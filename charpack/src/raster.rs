//! Indexed-colour rasters.
//!
//! The encoder only needs a palette index per pixel, so PNG files are decoded
//! without any colour expansion.

use std::fs::File;
use std::io::{BufReader, Read};
use std::path::Path;

use crate::error::ConversionError;

/// Read-only source of palette indices
pub trait Raster {
    fn width(&self) -> u32;
    fn height(&self) -> u32;
    /// Palette index at `(x, y)`
    fn sample(&self, x: u32, y: u32) -> u8;
    /// Palette index marked transparent by the source, if any
    fn transparent_index(&self) -> Option<u8>;
}

/// Rectangle of pixels in a raster
#[derive(Debug, Clone, Copy, PartialEq, Eq)]
pub struct Region {
    pub x: u32,
    pub y: u32,
    pub width: u32,
    pub height: u32,
}

impl Region {
    pub fn new(x: u32, y: u32, width: u32, height: u32) -> Self {
        Region {
            x,
            y,
            width,
            height,
        }
    }
}

/// Decoded image holding one palette index per pixel
#[derive(Debug, Clone)]
pub struct IndexedImage {
    width: u32,
    height: u32,
    pixels: Vec<u8>,
    transparent: Option<u8>,
}

impl IndexedImage {
    /// Create an image from row-major palette indices
    pub fn from_pixels(
        width: u32,
        height: u32,
        pixels: Vec<u8>,
        transparent: Option<u8>,
    ) -> Result<Self, ConversionError> {
        let expected = width as usize * height as usize;
        if pixels.len() != expected {
            return Err(ConversionError::Format(format!(
                "{}x{} image needs {} pixels, got {}",
                width,
                height,
                expected,
                pixels.len()
            )));
        }
        Ok(IndexedImage {
            width,
            height,
            pixels,
            transparent,
        })
    }

    /// Read an indexed PNG file
    pub fn open(path: &Path) -> Result<Self, ConversionError> {
        let file = File::open(path)?;
        Self::decode(BufReader::new(file))
    }

    /// Decode an indexed PNG stream
    pub fn decode<R: Read>(reader: R) -> Result<Self, ConversionError> {
        let mut decoder = png::Decoder::new(reader);
        decoder.set_transformations(png::Transformations::IDENTITY);
        let mut reader = decoder.read_info()?;

        let mut buffer = vec![0; reader.output_buffer_size()];
        let frame = reader.next_frame(&mut buffer)?;

        if frame.color_type != png::ColorType::Indexed {
            return Err(ConversionError::Format(format!(
                "image should have a palette, found {:?}",
                frame.color_type
            )));
        }

        let bit_depth = frame.bit_depth as usize;
        if !matches!(bit_depth, 1 | 2 | 4 | 8) {
            return Err(ConversionError::Format(format!(
                "unsupported palette bit depth {}",
                bit_depth
            )));
        }

        let pixels = unpack_rows(
            &buffer,
            frame.width as usize,
            frame.height as usize,
            frame.line_size,
            bit_depth,
        );

        // The first fully transparent palette entry acts as the transparent index
        let transparent = reader
            .info()
            .trns
            .as_ref()
            .and_then(|alpha| alpha.iter().position(|&a| a == 0))
            .map(|index| index as u8);

        Ok(IndexedImage {
            width: frame.width,
            height: frame.height,
            pixels,
            transparent,
        })
    }
}

/// Expand packed sub-byte samples to one byte per pixel
fn unpack_rows(
    buffer: &[u8],
    width: usize,
    height: usize,
    line_size: usize,
    bit_depth: usize,
) -> Vec<u8> {
    let mask = ((1u16 << bit_depth) - 1) as u8;
    let mut pixels = Vec::with_capacity(width * height);

    for row in buffer.chunks(line_size).take(height) {
        for x in 0..width {
            let bit = x * bit_depth;
            let shift = 8 - bit_depth - bit % 8;
            pixels.push((row[bit / 8] >> shift) & mask);
        }
    }

    pixels
}

impl Raster for IndexedImage {
    fn width(&self) -> u32 {
        self.width
    }

    fn height(&self) -> u32 {
        self.height
    }

    fn sample(&self, x: u32, y: u32) -> u8 {
        self.pixels[(y * self.width + x) as usize]
    }

    fn transparent_index(&self) -> Option<u8> {
        self.transparent
    }
}

#[cfg(test)]
mod tests {
    use super::*;

    fn encode_png(color: png::ColorType, depth: png::BitDepth, data: &[u8], trns: Option<&[u8]>) -> Vec<u8> {
        let mut out = Vec::new();
        {
            let mut encoder = png::Encoder::new(&mut out, 8, 2);
            encoder.set_color(color);
            encoder.set_depth(depth);
            if color == png::ColorType::Indexed {
                encoder.set_palette(vec![0u8; 3 * 16]);
            }
            if let Some(trns) = trns {
                encoder.set_trns(trns.to_vec());
            }
            let mut writer = encoder.write_header().unwrap();
            writer.write_image_data(data).unwrap();
        }
        out
    }

    #[test]
    fn decodes_packed_indices() {
        // 8x2 at 4 bits: two bytes hold four pixels per row
        let data = [
            0x01, 0x23, 0x45, 0x67, //
            0xfe, 0xdc, 0xba, 0x98,
        ];
        let png = encode_png(png::ColorType::Indexed, png::BitDepth::Four, &data, Some(&[255, 255, 0]));
        let image = IndexedImage::decode(png.as_slice()).unwrap();

        assert_eq!((image.width(), image.height()), (8, 2));
        assert_eq!(image.sample(0, 0), 0);
        assert_eq!(image.sample(7, 0), 7);
        assert_eq!(image.sample(0, 1), 15);
        assert_eq!(image.sample(7, 1), 8);
        assert_eq!(image.transparent_index(), Some(2));
    }

    #[test]
    fn pixel_count_must_match_dimensions() {
        let err = IndexedImage::from_pixels(8, 2, vec![0; 15], None).unwrap_err();
        assert!(matches!(err, ConversionError::Format(_)));
        assert!(IndexedImage::from_pixels(8, 2, vec![0; 16], Some(3)).is_ok());
    }

    #[test]
    fn rejects_images_without_palette() {
        let png = encode_png(png::ColorType::Grayscale, png::BitDepth::Eight, &[0u8; 16], None);
        let err = IndexedImage::decode(png.as_slice()).unwrap_err();
        assert!(matches!(err, ConversionError::Format(_)));
    }
}
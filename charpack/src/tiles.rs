//! Tile assembly on top of a charmap.
//!
//! A tile is a square group of characters. Its composite block holds the
//! charmap indices of the group followed by their attribute bytes, so two
//! tiles only merge when both planes match. After deduplication the
//! characters referenced by the tiles are packed into a dense, optimized
//! charset.

use tracing::debug;

use crate::charmap::{Charmap, CHAR_BYTES, CHAR_SIZE};
use crate::config::EmptySlotPolicy;
use crate::dictionary::BlockDictionary;
use crate::error::{AddressSpaceWarning, ConversionError, ADDRESS_SPACE};

/// Cells of a tile layer, each referencing a tile in the tileset image
#[derive(Debug, Clone)]
pub struct TileGrid {
    pub columns: usize,
    pub rows: usize,
    /// Tile width and height in characters
    pub tile_chars: usize,
    /// Top-left pixel of each cell's tile in the tileset image, row-major
    pub sources: Vec<(u32, u32)>,
}

/// Characters used by a tile layer, packed from `first_index` on
#[derive(Debug, Clone, PartialEq, Eq)]
pub struct OptimizedCharset {
    /// Index of the first character in `data`
    pub first_index: usize,
    /// Character bytes; slots without a character are zero
    pub data: Vec<u8>,
    /// Index the empty character was moved to, for the explicit-slot policy
    pub empty_slot: Option<usize>,
}

impl OptimizedCharset {
    pub fn len(&self) -> usize {
        self.data.len() / CHAR_BYTES
    }

    pub fn is_empty(&self) -> bool {
        self.data.is_empty()
    }
}

/// Result of assembling one tile layer
#[derive(Debug, Clone)]
pub struct TileLayer {
    /// Unique composite tiles, with charmap indices
    pub tiles: BlockDictionary,
    /// Row-major tile indices
    pub tilemap: Vec<usize>,
    pub columns: usize,
    pub rows: usize,
    pub tile_chars: usize,
    /// Per tile, the optimized charset index of every character
    pub tile_char_indices: Vec<u8>,
    pub charset: OptimizedCharset,
    pub warnings: Vec<AddressSpaceWarning>,
}

impl TileLayer {
    /// Characters per tile
    pub fn tile_size(&self) -> usize {
        self.tile_chars * self.tile_chars
    }

    pub fn tilemap_bytes(&self) -> Vec<u8> {
        self.tilemap.iter().map(|&t| t as u8).collect()
    }

    /// Structure-of-arrays character planes: row `c` holds character `c` of
    /// every tile
    pub fn char_planes(&self) -> Vec<Vec<u8>> {
        let size = self.tile_size();
        (0..size)
            .map(|c| {
                self.tile_char_indices
                    .chunks_exact(size)
                    .map(|tile| tile[c])
                    .collect()
            })
            .collect()
    }

    /// Structure-of-arrays attribute planes, laid out like `char_planes`
    pub fn color_planes(&self) -> Vec<Vec<u8>> {
        let size = self.tile_size();
        (0..size)
            .map(|c| self.tiles.iter().map(|tile| tile[size + c]).collect())
            .collect()
    }
}

/// Deduplicates the tiles of a grid against a charmap
pub struct TileAssembler<'a> {
    charmap: &'a Charmap,
    policy: EmptySlotPolicy,
    char_offset: usize,
}

impl<'a> TileAssembler<'a> {
    pub fn new(charmap: &'a Charmap, policy: EmptySlotPolicy, char_offset: usize) -> Self {
        TileAssembler {
            charmap,
            policy,
            char_offset,
        }
    }

    pub fn assemble(&self, layer: &str, grid: &TileGrid) -> Result<TileLayer, ConversionError> {
        let cells = grid.columns * grid.rows;
        if grid.sources.len() < cells {
            return Err(ConversionError::IncompleteData {
                layer: layer.to_string(),
                populated: grid.sources.len(),
                expected: cells,
            });
        }
        if self.charmap.charset.len() > ADDRESS_SPACE {
            return Err(ConversionError::Capacity {
                kind: "characters addressable from a tile",
                limit: ADDRESS_SPACE,
            });
        }

        let size = grid.tile_chars * grid.tile_chars;
        let mut tiles = BlockDictionary::new("tiles", 2 * size, cells)?;
        let mut tilemap = Vec::with_capacity(cells);
        let mut block = vec![0u8; 2 * size];

        for &(x, y) in &grid.sources[..cells] {
            self.extract(x, y, grid.tile_chars, &mut block)?;
            tilemap.push(tiles.lookup_or_insert(&block)?);
        }
        debug!("layer '{}': {} cells, {} unique tiles", layer, cells, tiles.len());

        let positions = self.relocate(&tiles, size);
        let charset = self.optimized_charset(&positions);

        let mut tile_char_indices = Vec::with_capacity(tiles.len() * size);
        for tile in tiles.iter() {
            tile_char_indices.extend(
                tile[..size]
                    .iter()
                    .map(|&c| positions[c as usize].unwrap_or(0) as u8),
            );
        }

        let mut warnings = Vec::new();
        warnings.extend(AddressSpaceWarning::check("tilemap", tiles.len(), 0));
        let used = charset.first_index + charset.len();
        warnings.extend(AddressSpaceWarning::check(
            "tile charset",
            used - self.char_offset,
            self.char_offset,
        ));

        Ok(TileLayer {
            tiles,
            tilemap,
            columns: grid.columns,
            rows: grid.rows,
            tile_chars: grid.tile_chars,
            tile_char_indices,
            charset,
            warnings,
        })
    }

    /// Fill `block` with the composite of the tile whose top-left pixel is
    /// `(x, y)`
    fn extract(&self, x: u32, y: u32, tile_chars: usize, block: &mut [u8]) -> Result<(), ConversionError> {
        let column = (x / CHAR_SIZE) as usize;
        let row = (y / CHAR_SIZE) as usize;
        if column + tile_chars > self.charmap.columns || row + tile_chars > self.charmap.rows {
            return Err(ConversionError::Format(format!(
                "tile at ({}, {}) lies outside the {}x{} tileset",
                x,
                y,
                self.charmap.columns as u32 * CHAR_SIZE,
                self.charmap.rows as u32 * CHAR_SIZE
            )));
        }

        let size = tile_chars * tile_chars;
        for ty in 0..tile_chars {
            for tx in 0..tile_chars {
                let i = ty * tile_chars + tx;
                block[i] = self.charmap.index_at(column + tx, row + ty) as u8;
                block[size + i] = self.charmap.color_at(column + tx, row + ty);
            }
        }
        Ok(())
    }

    /// Assign each character used by a tile its optimized charset index, in
    /// first-seen order.
    fn relocate(&self, tiles: &BlockDictionary, size: usize) -> Vec<Option<usize>> {
        let mut positions = vec![None; self.charmap.charset.len()];
        let mut next = self.char_offset;

        let reserved = match self.policy {
            EmptySlotPolicy::Merge => {
                // character 0 always takes the first position
                if !positions.is_empty() {
                    positions[0] = Some(next);
                    next += 1;
                }
                None
            }
            EmptySlotPolicy::Explicit(slot) => Some(slot as usize),
        };
        let relocated = reserved.and(self.charmap.empty_char());

        for tile in tiles.iter() {
            for &c in &tile[..size] {
                let c = c as usize;
                if positions[c].is_some() {
                    continue;
                }
                if Some(c) == relocated {
                    positions[c] = reserved;
                    continue;
                }
                if Some(next) == reserved {
                    next += 1;
                }
                positions[c] = Some(next);
                next += 1;
            }
        }

        positions
    }

    fn optimized_charset(&self, positions: &[Option<usize>]) -> OptimizedCharset {
        let empty_slot = match self.policy {
            EmptySlotPolicy::Explicit(slot) => self
                .charmap
                .empty_char()
                .and_then(|e| positions[e])
                .filter(|&p| p == slot as usize),
            EmptySlotPolicy::Merge => None,
        };

        let first_index = self.char_offset;
        let end = positions
            .iter()
            .flatten()
            .filter(|&&p| Some(p) != empty_slot)
            .map(|&p| p + 1)
            .max()
            .unwrap_or(first_index);

        let mut data = vec![0u8; (end - first_index) * CHAR_BYTES];
        for (c, position) in positions.iter().enumerate() {
            match position {
                Some(p) if Some(*p) != empty_slot => {
                    let at = (p - first_index) * CHAR_BYTES;
                    data[at..at + CHAR_BYTES].copy_from_slice(self.charmap.charset.get(c));
                }
                _ => {}
            }
        }

        OptimizedCharset {
            first_index,
            data,
            empty_slot,
        }
    }
}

▶ _TASK TO COMPLETE_
Only one stretch of the entries above is wanted: the lines from the one containing "for x in 0..width" through the one containing "let mut writer". Please reproduce it exactly.

▶ _REPLY_
        for x in 0..width {
            let bit = x * bit_depth;
            let shift = 8 - bit_depth - bit % 8;
            pixels.push((row[bit / 8] >> shift) & mask);
        }
    }

    pixels
}

impl Raster for IndexedImage {
    fn width(&self) -> u32 {
        self.width
    }

    fn height(&self) -> u32 {
        self.height
    }

    fn sample(&self, x: u32, y: u32) -> u8 {
        self.pixels[(y * self.width + x) as usize]
    }

    fn transparent_index(&self) -> Option<u8> {
        self.transparent
    }
}

#[cfg(test)]
mod tests {
    use super::*;

    fn encode_png(color: png::ColorType, depth: png::BitDepth, data: &[u8], trns: Option<&[u8]>) -> Vec<u8> {
        let mut out = Vec::new();
        {
            let mut encoder = png::Encoder::new(&mut out, 8, 2);
            encoder.set_color(color);
            encoder.set_depth(depth);
            if color == png::ColorType::Indexed {
                encoder.set_palette(vec![0u8; 3 * 16]);
            }
            if let Some(trns) = trns {
                encoder.set_trns(trns.to_vec());
            }
            let mut writer = encoder.write_header().unwrap();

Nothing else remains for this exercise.